> _Exercise brief_:
What lines in the records include the string "source"? Return each one.

Stored items:
-- Opening Marker --
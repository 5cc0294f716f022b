//! Outcome notification. Scoring decisions are authoritative; mail is
//! advisory. The dispatcher attempts delivery exactly once per terminal
//! decision and absorbs every transport failure into a `DeliveryResult` that
//! callers record but never act on.

use async_trait::async_trait;
use reqwest::Client;
use serde::Serialize;
use thiserror::Error;
use tracing::{info, warn};

pub mod templates;

pub use templates::Outcome;

#[derive(Debug, Error)]
pub enum MailError {
    #[error("Mail transport is disabled (no mail API configured)")]
    Disabled,

    #[error("HTTP error: {0}")]
    Http(#[from] reqwest::Error),

    #[error("Mail API error (status {status}): {message}")]
    Api { status: u16, message: String },
}

/// Mail transport port. Production talks to an HTTP mail API; tests swap in
/// recording or always-failing stubs.
#[async_trait]
pub trait MailTransport: Send + Sync {
    async fn send(&self, to: &str, subject: &str, body: &str) -> Result<(), MailError>;
}

/// Result of one delivery attempt. `ok: false` is a normal outcome, not an
/// error; the triggering decision is never rolled back or retried.
#[derive(Debug, Clone, Serialize)]
pub struct DeliveryResult {
    pub ok: bool,
    pub detail: String,
}

impl DeliveryResult {
    pub fn sent() -> Self {
        Self {
            ok: true,
            detail: "sent".to_string(),
        }
    }

    pub fn failed(reason: String) -> Self {
        Self {
            ok: false,
            detail: format!("error: {reason}"),
        }
    }
}

/// HTTP mail API transport (JSON POST, bearer auth).
pub struct HttpMailer {
    client: Client,
    api_url: String,
    api_key: String,
    from: String,
}

#[derive(Debug, Serialize)]
struct OutboundMail<'a> {
    from: &'a str,
    to: &'a str,
    subject: &'a str,
    text: &'a str,
}

impl HttpMailer {
    pub fn new(api_url: String, api_key: String, from: String) -> Self {
        Self {
            client: Client::builder()
                .timeout(std::time::Duration::from_secs(15))
                .build()
                .expect("Failed to build HTTP client"),
            api_url,
            api_key,
            from,
        }
    }
}

#[async_trait]
impl MailTransport for HttpMailer {
    async fn send(&self, to: &str, subject: &str, body: &str) -> Result<(), MailError> {
        let response = self
            .client
            .post(&self.api_url)
            .bearer_auth(&self.api_key)
            .json(&OutboundMail {
                from: &self.from,
                to,
                subject,
                text: body,
            })
            .send()
            .await?;

        let status = response.status();
        if !status.is_success() {
            let message = response.text().await.unwrap_or_default();
            return Err(MailError::Api {
                status: status.as_u16(),
                message,
            });
        }
        Ok(())
    }
}

/// Transport used when no mail API is configured. Every send reports failure;
/// nothing is ever raised past the dispatcher.
pub struct DisabledMailer;

#[async_trait]
impl MailTransport for DisabledMailer {
    async fn send(&self, _to: &str, _subject: &str, _body: &str) -> Result<(), MailError> {
        Err(MailError::Disabled)
    }
}

/// Fires outcome mail. One attempt per decision, failure tolerated.
pub struct NotificationDispatcher {
    transport: std::sync::Arc<dyn MailTransport>,
}

impl NotificationDispatcher {
    pub fn new(transport: std::sync::Arc<dyn MailTransport>) -> Self {
        Self { transport }
    }

    /// Renders the outcome template and attempts delivery exactly once.
    /// Never returns an error and never panics: delivery failure is reported
    /// in the result and logged, nothing more.
    pub async fn notify(&self, to: &str, outcome: &Outcome) -> DeliveryResult {
        let (subject, body) = outcome.render();
        match self.transport.send(to, &subject, &body).await {
            Ok(()) => {
                info!("Notification sent to {to}: {subject}");
                DeliveryResult::sent()
            }
            Err(e) => {
                warn!("Notification to {to} failed: {e}");
                DeliveryResult::failed(e.to_string())
            }
        }
    }
}
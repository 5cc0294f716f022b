// Resume screening: extract text, pull structured fields, generate a
// comparison job description, score similarity, decide against a threshold.

pub mod extract;
pub mod fields;
pub mod handlers;
pub mod pipeline;
pub mod prompts;
pub mod similarity;

pub use pipeline::{ScoredArtifact, ScreeningDecision, ScreeningPipeline};
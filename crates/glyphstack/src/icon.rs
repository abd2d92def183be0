//! Icon stack compositor.
//!
//! [`IconStack`] is the long-lived object a host keeps per icon. It resolves
//! its documents through a shared [`IconLibrary`], parses them once into
//! [`SvgShape`]s, and on every [`draw`](IconStack::draw) asks the placement
//! engine where each shape goes.
//!
//! # Example
//!
//! ```no_run
//! use std::sync::Arc;
//! use glyphstack::{AssetStore, IconLibrary, IconSpec, IconStack, IconVariant, PlacementCode};
//! use glyphstack_render::{InterpolationMode, PixmapContext, Rect};
//!
//! let library = Arc::new(IconLibrary::new(AssetStore::open("icons.zip")?));
//! let spec = IconSpec::new("user")
//!     .with_minor("circle-check")
//!     .with_variant(IconVariant::Duotone)
//!     .with_placement(PlacementCode::X2 | PlacementCode::HALF);
//!
//! let mut icon = IconStack::new(library, &spec);
//! icon.create_svg(true)?;
//!
//! let mut ctx = PixmapContext::new(64, 64)?;
//! let target = Rect::new(0.0, 0.0, 64.0, 64.0);
//! icon.draw(&mut ctx, target, target, InterpolationMode::High);
//! # Ok::<(), glyphstack::IconError>(())
//! ```

use std::sync::Arc;

use glyphstack_render::{DrawingContext, InterpolationMode, Rect, Size, SvgShape};
use tracing::{debug, trace, warn};

use crate::config::{IconDefaults, IconSpec, NATURAL_SIZE, ResolvedIcon};
use crate::error::IconResult;
use crate::library::IconLibrary;
use crate::logging::targets;
use crate::placement::{ShapeRole, compute_layout};
use crate::style::Brush;

/// State of the secondary shape.
#[derive(Debug, Clone, Default)]
enum Secondary {
    /// No secondary name, or no such icon in the archive.
    #[default]
    Absent,
    /// Parsed and drawable.
    Ready(SvgShape),
    /// Named and found but unusable; the whole stack is not drawable.
    Broken,
}

/// A primary glyph with an optional corner badge.
#[derive(Debug)]
pub struct IconStack {
    library: Arc<IconLibrary>,
    icon: ResolvedIcon,
    enabled: Option<bool>,
    primary: Option<SvgShape>,
    secondary: Secondary,
}

impl IconStack {
    /// Create an icon stack using the built-in [`IconDefaults`].
    ///
    /// Nothing is resolved until [`create_svg`](Self::create_svg) is called.
    pub fn new(library: Arc<IconLibrary>, spec: &IconSpec) -> Self {
        Self::with_defaults(library, spec, &IconDefaults::default())
    }

    /// Create an icon stack with explicit defaults for unset properties.
    pub fn with_defaults(library: Arc<IconLibrary>, spec: &IconSpec, defaults: &IconDefaults) -> Self {
        Self {
            library,
            icon: spec.resolve(defaults),
            enabled: None,
            primary: None,
            secondary: Secondary::Absent,
        }
    }

    /// The resolved icon properties.
    pub fn icon(&self) -> &ResolvedIcon {
        &self.icon
    }

    /// Natural size of every icon stack.
    pub fn size(&self) -> Size {
        NATURAL_SIZE
    }

    /// The enabled state the current shapes were built for, if any.
    pub fn enabled(&self) -> Option<bool> {
        self.enabled
    }

    /// Whether the stack has something to draw.
    pub fn is_ready(&self) -> bool {
        self.primary.is_some() && !matches!(self.secondary, Secondary::Broken)
    }

    /// The parsed primary shape.
    pub fn primary(&self) -> Option<&SvgShape> {
        self.primary.as_ref()
    }

    /// The parsed secondary shape.
    pub fn secondary(&self) -> Option<&SvgShape> {
        match &self.secondary {
            Secondary::Ready(shape) => Some(shape),
            _ => None,
        }
    }

    /// Resolve and parse the documents for the given enabled state.
    ///
    /// The primary is resolved first; the secondary only if a minor name is
    /// set and the primary exists. A missing icon leaves the stack without
    /// that shape; a missing secondary falls back to drawing the primary alone.
    ///
    /// # Errors
    ///
    /// Returns an error if an archive entry is unreadable or a document fails
    /// to parse. The stack is left not ready in that case.
    pub fn create_svg(&mut self, enabled: bool) -> IconResult<()> {
        self.enabled = Some(enabled);
        self.primary = None;
        self.secondary = Secondary::Absent;

        let Some(major) = self.icon.major.clone() else {
            warn!(target: targets::ICON, "icon has no primary name");
            return Ok(());
        };

        let Some(primary) = self.load_shape(&major, &self.icon.primary, enabled)? else {
            warn!(target: targets::ICON, variant = %self.icon.variant, name = %major, "primary icon not found");
            return Ok(());
        };
        self.primary = Some(primary);

        if let Some(minor) = self.icon.minor.clone() {
            match self.load_shape(&minor, &self.icon.secondary, enabled) {
                Ok(Some(shape)) => self.secondary = Secondary::Ready(shape),
                Ok(None) => {
                    debug!(target: targets::ICON, name = %minor, "secondary icon not found, drawing primary alone");
                }
                Err(e) => {
                    self.secondary = Secondary::Broken;
                    return Err(e);
                }
            }
        }

        Ok(())
    }

    /// Rebuild the shapes if the enabled state changed.
    ///
    /// Documents come from the library cache, so switching back and forth
    /// only re-parses.
    pub fn set_enabled(&mut self, enabled: bool) -> IconResult<()> {
        if self.enabled == Some(enabled) {
            return Ok(());
        }
        trace!(target: targets::ICON, enabled, "enabled state changed");
        self.create_svg(enabled)
    }

    fn load_shape(&self, name: &str, fill: &Brush, enabled: bool) -> IconResult<Option<SvgShape>> {
        let document = self.library.get_or_extract(
            self.icon.variant,
            name,
            fill,
            &self.icon.outline,
            Some(self.icon.stroke_width),
            enabled,
            self.icon.style.as_deref(),
        )?;

        let Some(document) = document else {
            return Ok(None);
        };

        SvgShape::from_str(&document)
            .inspect_err(|e| warn!(target: targets::ICON, name, error = %e, "failed to parse icon document"))
            .map(Some)
            .map_err(Into::into)
    }

    /// Draw the stack into `target`.
    ///
    /// Returns the number of shapes drawn: 0 when not ready or when the
    /// shape bounds are degenerate, 1 for a lone primary, 2 for a stack.
    pub fn draw<C: DrawingContext>(
        &self,
        ctx: &mut C,
        source: Rect,
        target: Rect,
        mode: InterpolationMode,
    ) -> usize {
        if !self.is_ready() {
            return 0;
        }
        let Some(primary) = self.primary.as_ref() else {
            return 0;
        };
        let secondary = self.secondary();

        let Some(layout) = compute_layout(
            self.icon.placement.decode(),
            primary.bounds(),
            secondary.map(SvgShape::bounds),
            target,
            self.icon.stroke_width as f32,
        ) else {
            debug!(target: targets::ICON, bounds = ?primary.bounds(), "degenerate icon bounds, nothing drawn");
            return 0;
        };

        // A lone primary is drawn from its own content bounds.
        let source = if layout.second.is_some() {
            source
        } else {
            primary.bounds()
        };

        ctx.scoped(|ctx| {
            ctx.clip_rect(target);

            let mut drawn = 0;
            for slot in layout.slots() {
                let shape = match slot.role {
                    ShapeRole::Primary => primary,
                    ShapeRole::Secondary => match secondary {
                        Some(shape) => shape,
                        None => continue,
                    },
                };

                ctx.scoped(|ctx| {
                    ctx.concat_transform(&slot.transform.combined());
                    ctx.draw_shape(source, shape, mode);
                });
                drawn += 1;
            }
            drawn
        })
    }
}
//! Logging facilities.
//!
//! glyphstack uses the `tracing` crate for instrumentation. To see logs,
//! install a subscriber in your application:
//!
//! ```ignore
//! tracing_subscriber::fmt()
//!     .with_env_filter("glyphstack::cache=debug")
//!     .init();
//! ```

/// Target names for log filtering.
///
/// Use these with `tracing` directives to filter logs by subsystem.
pub mod targets {
    /// Asset archive access.
    pub const ARCHIVE: &str = "glyphstack::archive";
    /// Document synthesis and the document cache.
    pub const CACHE: &str = "glyphstack::cache";
    /// Icon composition and drawing.
    pub const ICON: &str = "glyphstack::icon";
    /// Configuration loading.
    pub const CONFIG: &str = "glyphstack::config";
}
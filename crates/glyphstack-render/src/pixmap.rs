//! Software rasterization backend.
//!
//! [`PixmapContext`] implements [`DrawingContext`] on top of a tiny-skia
//! pixmap, rendering shapes with resvg.
//!
//! # Example
//!
//! ```
//! use glyphstack_render::{DrawingContext, InterpolationMode, PixmapContext, Rect, SvgShape};
//!
//! let shape = SvgShape::from_str(
//!     r#"<svg xmlns="http://www.w3.org/2000/svg" viewBox="0 0 10 10"><path d="M0 0H10V10H0Z"/></svg>"#,
//! ).unwrap();
//!
//! let mut ctx = PixmapContext::new(10, 10).unwrap();
//! ctx.draw_shape(shape.bounds(), &shape, InterpolationMode::Default);
//! assert_eq!(ctx.pixel(5, 5).map(|p| p.alpha()), Some(255));
//! ```

use resvg::tiny_skia;
use tracing::trace;

use crate::context::{DrawingContext, InterpolationMode, StateStack};
use crate::error::{RenderError, RenderResult};
use crate::svg::SvgShape;
use crate::transform::Transform2D;
use crate::types::{Rect, Size};

impl InterpolationMode {
    /// Map to the tiny-skia filter quality used when compositing layers.
    pub fn filter_quality(self) -> tiny_skia::FilterQuality {
        match self {
            InterpolationMode::Low => tiny_skia::FilterQuality::Nearest,
            InterpolationMode::Default | InterpolationMode::Medium => {
                tiny_skia::FilterQuality::Bilinear
            }
            InterpolationMode::High => tiny_skia::FilterQuality::Bicubic,
        }
    }
}

/// A [`DrawingContext`] that rasterizes into an RGBA pixmap.
pub struct PixmapContext {
    pixmap: tiny_skia::Pixmap,
    state: StateStack,
}

impl PixmapContext {
    /// Create a transparent pixmap context of the given pixel size.
    ///
    /// # Errors
    ///
    /// Returns [`RenderError::InvalidDimensions`] if either dimension is zero.
    pub fn new(width: u32, height: u32) -> RenderResult<Self> {
        let pixmap = tiny_skia::Pixmap::new(width, height)
            .ok_or(RenderError::InvalidDimensions { width, height })?;
        Ok(Self {
            pixmap,
            state: StateStack::new(),
        })
    }

    /// Size of the surface in pixels.
    pub fn size(&self) -> Size {
        Size::new(self.pixmap.width() as f32, self.pixmap.height() as f32)
    }

    /// Get a single pixel (premultiplied).
    pub fn pixel(&self, x: u32, y: u32) -> Option<tiny_skia::PremultipliedColorU8> {
        self.pixmap.pixel(x, y)
    }

    /// Borrow the underlying pixmap.
    pub fn pixmap(&self) -> &tiny_skia::Pixmap {
        &self.pixmap
    }

    /// Consume the context and return the pixmap.
    pub fn into_pixmap(self) -> tiny_skia::Pixmap {
        self.pixmap
    }

    /// Build a mask covering the current clip, or `None` when unclipped.
    fn clip_mask(&self, clip: Rect) -> Option<tiny_skia::Mask> {
        let mut mask = tiny_skia::Mask::new(self.pixmap.width(), self.pixmap.height())?;
        if let Some(rect) =
            tiny_skia::Rect::from_xywh(clip.left(), clip.top(), clip.width(), clip.height())
        {
            let path = tiny_skia::PathBuilder::from_rect(rect);
            mask.fill_path(
                &path,
                tiny_skia::FillRule::Winding,
                false,
                tiny_skia::Transform::identity(),
            );
        }
        Some(mask)
    }
}

impl DrawingContext for PixmapContext {
    fn save(&mut self) {
        self.state.save();
    }

    fn restore(&mut self) {
        self.state.restore();
    }

    fn clip_rect(&mut self, rect: Rect) {
        self.state.clip_rect(rect);
    }

    fn concat_transform(&mut self, transform: &Transform2D) {
        self.state.concat_transform(transform);
    }

    fn draw_shape(&mut self, source: Rect, shape: &SvgShape, mode: InterpolationMode) {
        let transform = self.state.transform().to_tiny_skia();

        trace!(
            source_width = source.width(),
            source_height = source.height(),
            "rasterizing shape"
        );

        match self.state.clip_bounds() {
            None => resvg::render(shape.tree(), transform, &mut self.pixmap.as_mut()),
            Some(clip) if clip.is_empty() => {}
            Some(clip) => {
                // Render into a scratch layer, then composite it through the clip mask.
                let Some(mut layer) =
                    tiny_skia::Pixmap::new(self.pixmap.width(), self.pixmap.height())
                else {
                    return;
                };
                resvg::render(shape.tree(), transform, &mut layer.as_mut());

                let mask = self.clip_mask(clip);
                let paint = tiny_skia::PixmapPaint {
                    quality: mode.filter_quality(),
                    ..tiny_skia::PixmapPaint::default()
                };
                self.pixmap.draw_pixmap(
                    0,
                    0,
                    layer.as_ref(),
                    &paint,
                    tiny_skia::Transform::identity(),
                    mask.as_ref(),
                );
            }
        }
    }
}

impl std::fmt::Debug for PixmapContext {
    fn fmt(&self, f: &mut std::fmt::Formatter<'_>) -> std::fmt::Result {
        f.debug_struct("PixmapContext")
            .field("width", &self.pixmap.width())
            .field("height", &self.pixmap.height())
            .field("depth", &self.state.depth())
            .finish()
    }
}
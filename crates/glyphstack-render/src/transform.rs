//! Affine transforms for placing shapes.
//!
//! [`Transform2D`] uses the same field layout as `tiny_skia::Transform`, so
//! handing a transform to the rasterizer is a plain copy.

use resvg::tiny_skia;

use crate::types::{Point, Rect};

/// A 2D affine transform.
///
/// A point maps as `x' = sx*x + kx*y + tx`, `y' = ky*x + sy*y + ty`.
///
/// # Composition
///
/// `a.then(&b)` applies `b` first, then `a`:
///
/// ```
/// use glyphstack_render::{Point, Transform2D};
///
/// let transform = Transform2D::scale(2.0).then(&Transform2D::translate(10.0, 0.0));
///
/// // (5 + 10) * 2
/// assert_eq!(transform.transform_point(Point::new(5.0, 0.0)), Point::new(30.0, 0.0));
/// ```
#[derive(Debug, Clone, Copy, PartialEq)]
pub struct Transform2D {
    sx: f32,
    ky: f32,
    kx: f32,
    sy: f32,
    tx: f32,
    ty: f32,
}

impl Default for Transform2D {
    fn default() -> Self {
        Self::IDENTITY
    }
}

impl Transform2D {
    /// The identity transform.
    pub const IDENTITY: Self = Self::scale_xy(1.0, 1.0);

    /// A translation.
    #[inline]
    pub const fn translate(tx: f32, ty: f32) -> Self {
        Self {
            tx,
            ty,
            ..Self::IDENTITY
        }
    }

    /// A uniform scale about the origin.
    #[inline]
    pub const fn scale(s: f32) -> Self {
        Self::scale_xy(s, s)
    }

    /// A per-axis scale about the origin.
    #[inline]
    pub const fn scale_xy(sx: f32, sy: f32) -> Self {
        Self {
            sx,
            ky: 0.0,
            kx: 0.0,
            sy,
            tx: 0.0,
            ty: 0.0,
        }
    }

    /// Compose: the result applies `other` first, then `self`.
    #[inline]
    pub fn then(&self, other: &Self) -> Self {
        Self {
            sx: self.sx * other.sx + self.kx * other.ky,
            ky: self.ky * other.sx + self.sy * other.ky,
            kx: self.sx * other.kx + self.kx * other.sy,
            sy: self.ky * other.kx + self.sy * other.sy,
            tx: self.sx * other.tx + self.kx * other.ty + self.tx,
            ty: self.ky * other.tx + self.sy * other.ty + self.ty,
        }
    }

    /// Map a point.
    #[inline]
    pub fn transform_point(&self, p: Point) -> Point {
        Point::new(
            self.sx * p.x + self.kx * p.y + self.tx,
            self.ky * p.x + self.sy * p.y + self.ty,
        )
    }

    /// Axis-aligned bounds of a mapped rectangle.
    pub fn transform_rect(&self, rect: &Rect) -> Rect {
        let mut min = Point::new(f32::INFINITY, f32::INFINITY);
        let mut max = Point::new(f32::NEG_INFINITY, f32::NEG_INFINITY);

        for corner in [
            rect.top_left(),
            rect.top_right(),
            rect.bottom_left(),
            rect.bottom_right(),
        ] {
            let p = self.transform_point(corner);
            min = Point::new(min.x.min(p.x), min.y.min(p.y));
            max = Point::new(max.x.max(p.x), max.y.max(p.y));
        }

        Rect::from_corners(min, max)
    }

    /// The translation component.
    #[inline]
    pub fn translation(&self) -> (f32, f32) {
        (self.tx, self.ty)
    }

    /// The diagonal scale components.
    #[inline]
    pub fn scale_factors(&self) -> (f32, f32) {
        (self.sx, self.sy)
    }

    #[inline]
    pub fn is_identity(&self) -> bool {
        *self == Self::IDENTITY
    }

    /// Convert for the rasterizer.
    #[inline]
    pub fn to_tiny_skia(&self) -> tiny_skia::Transform {
        tiny_skia::Transform::from_row(self.sx, self.ky, self.kx, self.sy, self.tx, self.ty)
    }
}

/// Current transform plus saved copies.
///
/// ```
/// use glyphstack_render::{Point, Transform2D, TransformStack};
///
/// let mut stack = TransformStack::new();
/// stack.concat(&Transform2D::translate(100.0, 50.0));
///
/// stack.save();
/// stack.concat(&Transform2D::scale(2.0));
/// assert_eq!(stack.current().transform_point(Point::new(10.0, 0.0)), Point::new(120.0, 50.0));
///
/// stack.restore();
/// assert_eq!(stack.current().transform_point(Point::new(10.0, 0.0)), Point::new(110.0, 50.0));
/// ```
#[derive(Debug, Clone, Default)]
pub struct TransformStack {
    saved: Vec<Transform2D>,
    current: Transform2D,
}

impl TransformStack {
    pub fn new() -> Self {
        Self::default()
    }

    /// The accumulated transform.
    #[inline]
    pub fn current(&self) -> &Transform2D {
        &self.current
    }

    pub fn save(&mut self) {
        self.saved.push(self.current);
    }

    /// Pop the last saved transform. Unbalanced calls are ignored.
    pub fn restore(&mut self) {
        if let Some(transform) = self.saved.pop() {
            self.current = transform;
        }
    }

    /// Number of saved transforms.
    #[inline]
    pub fn depth(&self) -> usize {
        self.saved.len()
    }

    /// Pre-multiply `transform`: it applies to points before the current one.
    pub fn concat(&mut self, transform: &Transform2D) {
        self.current = self.current.then(transform);
    }
}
-- Closing Marker --
> _Written answer_:
        source: Rect,
        let source = if layout.second.is_some() {
            source
                    ctx.draw_shape(source, shape, mode);
    fn draw_shape(&mut self, source: Rect, shape: &SvgShape, mode: InterpolationMode) {
            source_width = source.width(),
            source_height = source.height(),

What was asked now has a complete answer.